Extracted information.
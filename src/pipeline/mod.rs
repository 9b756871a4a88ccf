//! Batch enrichment orchestration.
//!
//! Three flows over the same parts:
//!
//! 1. **Submit**: fetch buyers needing briefs, drop the already-cached ones,
//!    attach award history, build prompts and batch requests, submit, and
//!    persist the custom_id → buyer map for later ingestion.
//! 2. **Poll**: report batch progress, optionally until processing ends.
//! 3. **Ingest**: download results, run each response through the extraction
//!    engine, price it from its usage, and upsert the finished briefs.

pub mod idmap;
pub mod orchestrator;

pub use idmap::IdMap;
pub use orchestrator::{
    EnrichPipeline, IngestSummary, PipelineError, ScoreStats, SubmitOptions, SubmitOutcome,
};
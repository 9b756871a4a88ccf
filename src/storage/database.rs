//! PostgreSQL access for the enrichment pipeline.
//!
//! Three reads (buyers needing briefs, the cached-brief filter, per-buyer
//! award history) and one write (the chunked brief upsert). Queries go
//! through the same database functions the rest of the platform uses.

use std::collections::HashSet;

use chrono::Utc;
use serde_json::Value;
use sqlx::{postgres::PgPoolOptions, PgPool, Row};
use thiserror::Error;
use tracing::{error, info, warn};

use super::briefs::BriefRow;
use super::history::AwardHistory;

/// Rows checked per round-trip in the cached-brief filter.
const CACHE_CHECK_BATCH: usize = 50;

/// Briefs written per transaction.
const UPSERT_BATCH: usize = 50;

const UPSERT_BRIEF_SQL: &str = r#"
INSERT INTO buyer_research_briefs (
    tenant_id, buyer_name, country, category, summary, procurement_intent,
    organizational_context, incumbent_landscape, risk_factors,
    opportunity_score, sources, model_used, tokens_used, research_cost_usd,
    status, expires_at
) VALUES ($1, $2, $3, $4, $5, $6, $7, $8, $9, $10, $11, $12, $13, $14, $15, $16)
ON CONFLICT (tenant_id, buyer_name, country, category) DO UPDATE SET
    summary = EXCLUDED.summary,
    procurement_intent = EXCLUDED.procurement_intent,
    organizational_context = EXCLUDED.organizational_context,
    incumbent_landscape = EXCLUDED.incumbent_landscape,
    risk_factors = EXCLUDED.risk_factors,
    opportunity_score = EXCLUDED.opportunity_score,
    sources = EXCLUDED.sources,
    model_used = EXCLUDED.model_used,
    tokens_used = EXCLUDED.tokens_used,
    research_cost_usd = EXCLUDED.research_cost_usd,
    status = EXCLUDED.status,
    expires_at = EXCLUDED.expires_at,
    researched_at = NOW()
"#;

/// Errors that can occur during database operations.
#[derive(Debug, Error)]
pub enum DatabaseError {
    /// Connection to the database failed.
    #[error("Connection failed: {0}")]
    ConnectionFailed(String),

    /// Query execution failed.
    #[error("Query failed: {0}")]
    QueryFailed(#[from] sqlx::Error),

    /// Serialization/deserialization error.
    #[error("Serialization error: {0}")]
    Serialization(#[from] serde_json::Error),
}

/// A buyer/country pair awaiting enrichment.
#[derive(Debug, Clone, PartialEq, Eq, Hash, serde::Serialize, serde::Deserialize)]
pub struct Buyer {
    pub buyer_name: String,
    pub country: String,
}

/// PostgreSQL client scoped to one tenant.
pub struct Database {
    pool: PgPool,
    tenant_id: String,
}

impl Database {
    /// Connect to the database.
    pub async fn connect(database_url: &str, tenant_id: &str) -> Result<Self, DatabaseError> {
        let pool = PgPoolOptions::new()
            .max_connections(10)
            .min_connections(1)
            .acquire_timeout(std::time::Duration::from_secs(30))
            .connect(database_url)
            .await
            .map_err(|e| DatabaseError::ConnectionFailed(e.to_string()))?;

        Ok(Self::from_pool(pool, tenant_id))
    }

    /// Wrap an existing pool.
    pub fn from_pool(pool: PgPool, tenant_id: &str) -> Self {
        Self {
            pool,
            tenant_id: tenant_id.to_string(),
        }
    }

    /// Unique buyers from predictions that need briefs.
    ///
    /// Prefers the `get_batch_enrichment_buyers` database function; when it
    /// is missing or returns nothing, falls back to a direct query on the
    /// predictions table.
    pub async fn fetch_buyers(&self, include_overdue: bool) -> Result<Vec<Buyer>, DatabaseError> {
        let mut urgencies = vec!["upcoming".to_string()];
        if include_overdue {
            urgencies.push("overdue".to_string());
        }

        let via_function =
            sqlx::query("SELECT buyer_name, country FROM get_batch_enrichment_buyers($1, $2)")
                .bind(&self.tenant_id)
                .bind(&urgencies)
                .fetch_all(&self.pool)
                .await;

        match via_function {
            Ok(rows) if !rows.is_empty() => return Ok(rows.iter().map(buyer_from_row).collect()),
            Ok(_) => {}
            Err(e) => warn!(error = %e, "get_batch_enrichment_buyers unavailable"),
        }

        warn!("Using direct predictions query fallback");
        let statuses: Vec<String> = vec!["pending".to_string(), "confirmed".to_string()];
        let rows = sqlx::query(
            "SELECT DISTINCT buyer_name, country FROM predictions \
             WHERE tenant_id = $1 AND urgency = ANY($2) AND validation_status = ANY($3)",
        )
        .bind(&self.tenant_id)
        .bind(&urgencies)
        .bind(&statuses)
        .fetch_all(&self.pool)
        .await?;

        Ok(rows.iter().map(buyer_from_row).collect())
    }

    /// Drop buyers that already hold an unexpired complete brief.
    pub async fn filter_already_cached(
        &self,
        buyers: Vec<Buyer>,
    ) -> Result<Vec<Buyer>, DatabaseError> {
        let cutoff = Utc::now();
        let mut cached: HashSet<Buyer> = HashSet::new();

        for chunk in buyers.chunks(CACHE_CHECK_BATCH) {
            let names: Vec<String> = chunk.iter().map(|b| b.buyer_name.clone()).collect();
            let rows = sqlx::query(
                "SELECT buyer_name, country FROM buyer_research_briefs \
                 WHERE tenant_id = $1 AND category = 'forecast' AND status = 'complete' \
                   AND expires_at > $2 AND buyer_name = ANY($3)",
            )
            .bind(&self.tenant_id)
            .bind(cutoff)
            .bind(&names)
            .fetch_all(&self.pool)
            .await?;

            for row in &rows {
                cached.insert(buyer_from_row(row));
            }
        }

        let remaining: Vec<Buyer> = buyers
            .into_iter()
            .filter(|buyer| !cached.contains(buyer))
            .collect();
        info!(
            cached = cached.len(),
            remaining = remaining.len(),
            "Cached-brief filter applied"
        );
        Ok(remaining)
    }

    /// Award history for one buyer.
    ///
    /// A per-buyer failure logs a warning and yields no history rather than
    /// aborting the whole submission.
    pub async fn fetch_award_history(&self, buyer_name: &str, country: &str) -> Option<AwardHistory> {
        let result = sqlx::query_scalar::<_, Value>("SELECT get_buyer_award_history($1, $2)")
            .bind(buyer_name)
            .bind(country)
            .fetch_one(&self.pool)
            .await;

        match result {
            Ok(Value::Null) => None,
            Ok(document) => match serde_json::from_value(document) {
                Ok(history) => Some(history),
                Err(e) => {
                    warn!(buyer = buyer_name, error = %e, "Malformed award history document");
                    None
                }
            },
            Err(e) => {
                warn!(buyer = buyer_name, error = %e, "Award history lookup failed");
                None
            }
        }
    }

    /// Write briefs in chunks; a failing chunk is retried row-by-row so one
    /// bad row cannot sink the rest of its chunk.
    pub async fn upsert_briefs(&self, rows: &[BriefRow]) -> Result<usize, DatabaseError> {
        let mut upserted = 0;
        for chunk in rows.chunks(UPSERT_BATCH) {
            match self.upsert_chunk(chunk).await {
                Ok(()) => upserted += chunk.len(),
                Err(e) => {
                    warn!(error = %e, "Chunk upsert failed, retrying rows individually");
                    for row in chunk {
                        match upsert_row(row, &self.pool).await {
                            Ok(()) => upserted += 1,
                            Err(e) => {
                                error!(buyer = %row.buyer_name, error = %e, "Brief upsert failed")
                            }
                        }
                    }
                }
            }
        }
        Ok(upserted)
    }

    async fn upsert_chunk(&self, chunk: &[BriefRow]) -> Result<(), sqlx::Error> {
        let mut tx = self.pool.begin().await?;
        for row in chunk {
            upsert_row(row, &mut *tx).await?;
        }
        tx.commit().await
    }
}

fn buyer_from_row(row: &sqlx::postgres::PgRow) -> Buyer {
    Buyer {
        buyer_name: row.get("buyer_name"),
        country: row.get("country"),
    }
}

async fn upsert_row<'e, E>(row: &BriefRow, executor: E) -> Result<(), sqlx::Error>
where
    E: sqlx::Executor<'e, Database = sqlx::Postgres>,
{
    sqlx::query(UPSERT_BRIEF_SQL)
        .bind(&row.tenant_id)
        .bind(&row.buyer_name)
        .bind(&row.country)
        .bind(&row.category)
        .bind(&row.summary)
        .bind(&row.procurement_intent)
        .bind(&row.organizational_context)
        .bind(&row.incumbent_landscape)
        .bind(&row.risk_factors)
        .bind(row.opportunity_score)
        .bind(&row.sources)
        .bind(&row.model_used)
        .bind(row.tokens_used)
        .bind(row.research_cost_usd)
        .bind(&row.status)
        .bind(row.expires_at)
        .execute(executor)
        .await
        .map(|_| ())
}

#[cfg(test)]
mod tests {
    use super::*;

    #[test]
    fn test_buyer_serde_round_trip() {
        let buyer = Buyer {
            buyer_name: "Madrid City Council".to_string(),
            country: "ES".to_string(),
        };
        let raw = serde_json::to_string(&buyer).expect("serializable");
        assert_eq!(raw, r#"{"buyer_name":"Madrid City Council","country":"ES"}"#);
        let back: Buyer = serde_json::from_str(&raw).expect("deserializable");
        assert_eq!(back, buyer);
    }

    #[test]
    fn test_upsert_sql_binds_every_column_once() {
        // 16 insert columns, 16 placeholders.
        for n in 1..=16 {
            assert!(
                UPSERT_BRIEF_SQL.contains(&format!("${n}")),
                "missing placeholder ${n}"
            );
        }
        assert!(!UPSERT_BRIEF_SQL.contains("$17"));
    }
}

Task goal. Your task is to retype the entries verbatim, starting with the line that holds "use serde_json::Value;" and stopping after the line that holds "const CACHE_CHECK_BATCH: usize = 50;".

Exercise response.
use serde_json::Value;
use sqlx::{postgres::PgPoolOptions, PgPool, Row};
use thiserror::Error;
use tracing::{error, info, warn};

use super::briefs::BriefRow;
use super::history::AwardHistory;

/// Rows checked per round-trip in the cached-brief filter.
const CACHE_CHECK_BATCH: usize = 50;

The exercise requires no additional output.